[Start of Attachment]

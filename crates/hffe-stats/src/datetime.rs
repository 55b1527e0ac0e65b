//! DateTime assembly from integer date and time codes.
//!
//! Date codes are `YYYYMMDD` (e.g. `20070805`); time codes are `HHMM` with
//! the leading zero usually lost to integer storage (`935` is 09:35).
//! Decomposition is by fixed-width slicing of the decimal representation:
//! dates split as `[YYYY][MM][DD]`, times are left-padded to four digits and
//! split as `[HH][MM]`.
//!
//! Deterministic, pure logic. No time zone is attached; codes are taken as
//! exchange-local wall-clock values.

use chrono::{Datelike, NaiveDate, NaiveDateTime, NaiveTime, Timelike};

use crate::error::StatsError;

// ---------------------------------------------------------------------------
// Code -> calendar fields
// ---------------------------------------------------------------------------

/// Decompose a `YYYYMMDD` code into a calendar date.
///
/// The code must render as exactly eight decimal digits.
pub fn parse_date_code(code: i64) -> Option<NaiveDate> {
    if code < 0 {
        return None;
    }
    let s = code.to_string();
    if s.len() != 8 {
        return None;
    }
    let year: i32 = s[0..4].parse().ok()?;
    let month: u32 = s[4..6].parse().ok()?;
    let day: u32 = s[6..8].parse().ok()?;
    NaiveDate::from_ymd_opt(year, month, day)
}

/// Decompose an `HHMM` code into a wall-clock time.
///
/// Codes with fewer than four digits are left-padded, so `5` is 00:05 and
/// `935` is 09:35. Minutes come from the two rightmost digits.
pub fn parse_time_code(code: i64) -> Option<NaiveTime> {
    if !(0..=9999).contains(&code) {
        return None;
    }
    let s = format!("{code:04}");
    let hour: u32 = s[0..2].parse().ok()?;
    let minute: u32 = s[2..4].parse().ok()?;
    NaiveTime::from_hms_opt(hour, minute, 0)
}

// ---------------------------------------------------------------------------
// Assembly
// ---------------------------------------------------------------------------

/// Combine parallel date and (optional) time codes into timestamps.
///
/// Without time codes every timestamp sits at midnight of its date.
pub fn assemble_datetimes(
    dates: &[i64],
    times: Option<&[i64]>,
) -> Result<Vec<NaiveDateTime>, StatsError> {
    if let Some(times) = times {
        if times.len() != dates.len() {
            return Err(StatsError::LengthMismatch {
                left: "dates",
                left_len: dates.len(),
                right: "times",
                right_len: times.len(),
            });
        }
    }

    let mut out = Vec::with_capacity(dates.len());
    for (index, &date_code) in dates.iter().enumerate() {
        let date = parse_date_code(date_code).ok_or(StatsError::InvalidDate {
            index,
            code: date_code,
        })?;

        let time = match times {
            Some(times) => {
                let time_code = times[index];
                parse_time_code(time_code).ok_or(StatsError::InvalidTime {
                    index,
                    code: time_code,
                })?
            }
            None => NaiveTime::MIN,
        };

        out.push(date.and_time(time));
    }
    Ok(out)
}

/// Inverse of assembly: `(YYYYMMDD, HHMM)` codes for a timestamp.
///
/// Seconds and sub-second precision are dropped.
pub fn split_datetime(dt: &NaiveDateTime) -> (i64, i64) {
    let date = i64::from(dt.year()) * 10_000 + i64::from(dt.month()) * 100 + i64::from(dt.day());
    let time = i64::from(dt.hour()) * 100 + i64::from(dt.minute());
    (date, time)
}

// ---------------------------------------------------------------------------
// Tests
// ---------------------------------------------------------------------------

[End of Attachment]

Problem requirements: Pick out each line above that includes "four" and show it.

Task output:
//! dates split as `[YYYY][MM][DD]`, times are left-padded to four digits and
/// Codes with fewer than four digits are left-padded, so `5` is 00:05 and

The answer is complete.